Pelayo was a son of Fernando Yáñez. His wife was María Garcés. In the Livro Velho de Linhagens, she is called María Marañón. According to the Historia Compostellana, she was a niece of Archbishop Diego Gelmírez. Together they had four children: Gonzalo Páes, Sancha Páes, María Páes and Teresa Páes. According to the Livro de Linhagens of Pedro de Barcelos, the troubadour Pedro Rodríguez de Palmeira died of love for María Páes.

==Career==
Pelayo is traceable in the historical record from 1128, when he was serving as the archbishop's merino. In that year, García Pérez de Traba and his followers robbed some merchants who had come to Padrón from England and Lotharingia to sell their wares in the market of Santiago de Compostela.

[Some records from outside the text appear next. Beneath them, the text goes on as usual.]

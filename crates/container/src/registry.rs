//! 提供者注册表
//!
//! 二级映射：类型标识 -> 限定符 -> 提供者。每个容器节点持有自己的
//! 注册层，父链查找由容器完成，注册表本身只管本层。

use parking_lot::RwLock;
use rong_abstractions::Provider;
use rong_common::{ContainerOptions, DependencyError, DependencyResult, ProviderKey};
use std::any::TypeId;
use std::collections::HashMap;
use std::sync::Arc;
use tracing::{debug, info};

type QualifierMap = HashMap<Option<String>, Arc<Provider>>;

/// 单个容器层的提供者注册表
#[derive(Default)]
pub struct ProviderRegistry {
    entries: RwLock<HashMap<TypeId, QualifierMap>>,
}

impl ProviderRegistry {
    /// 创建空注册表
    pub fn new() -> Self {
        Self::default()
    }

    /// 注册提供者，按容器配置执行覆盖策略
    ///
    /// 同一复合键已存在时：覆盖被禁止或策略为报错则注册失败，
    /// 策略为后者生效则静默替换。失败不影响既有注册。
    pub fn register(
        &self,
        provider: Provider,
        options: &ContainerOptions,
    ) -> DependencyResult<()> {
        let key = provider.key.clone();
        let qualifier = key.qualifier().map(str::to_owned);
        let mut entries = self.entries.write();
        let slot = entries.entry(key.type_id()).or_default();
        if slot.contains_key(&qualifier) {
            if !options.replaces_on_duplicate() {
                return Err(DependencyError::DuplicateProvider {
                    key: key.to_string(),
                });
            }
            debug!("覆盖已注册的提供者: {}", key);
        }
        info!("注册提供者: {} ({:?})", key, provider.lifetime);
        slot.insert(qualifier, Arc::new(provider));
        Ok(())
    }

    /// 无条件注册，绕过覆盖策略（覆盖控制器专用）
    pub fn force_register(&self, provider: Provider) {
        let key = provider.key.clone();
        let qualifier = key.qualifier().map(str::to_owned);
        self.entries
            .write()
            .entry(key.type_id())
            .or_default()
            .insert(qualifier, Arc::new(provider));
    }

    /// 查找本层的提供者，限定符按精确值相等比较
    pub fn lookup(&self, key: &ProviderKey) -> Option<Arc<Provider>> {
        let entries = self.entries.read();
        entries
            .get(&key.type_id())?
            .get(&key.qualifier().map(str::to_owned))
            .cloned()
    }

    /// 本层是否注册了指定键
    pub fn contains(&self, key: &ProviderKey) -> bool {
        self.lookup(key).is_some()
    }

    /// 本层注册的提供者数量
    pub fn len(&self) -> usize {
        self.entries.read().values().map(QualifierMap::len).sum()
    }

    /// 本层是否为空
    pub fn is_empty(&self) -> bool {
        self.len() == 0
    }

    /// 本层注册的全部复合键
    pub fn keys(&self) -> Vec<ProviderKey> {
        self.entries
            .read()
            .values()
            .flat_map(|slot| slot.values().map(|provider| provider.key.clone()))
            .collect()
    }

    /// 清空本层注册
    pub fn clear(&self) {
        self.entries.write().clear();
    }
}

According to the Historia Compostellana, the archbishop sent Pelayo at the head of a group of soldiers to recover the loot. The robbers were confronted in the mountains, defeated in combat and the loot recovered and restored to the merchants.

Pelayo remained loyal to King Alfonso VII of León after the Portugal rebelled. He was probably the anonymous merino deputed by Diego Gelmírez to lead Galician forces against the rebels in the early 1130s, according to the Historia Compostellana. In 1137, he took part in the recapture of Tui. He was also present at the siege of Oreja in 1139. In 1141, during a visit to Compostela, Alfonso VII found Pelayo to have violently seized some property of the monastery of San Martiño Pinario and ordered him to restore it.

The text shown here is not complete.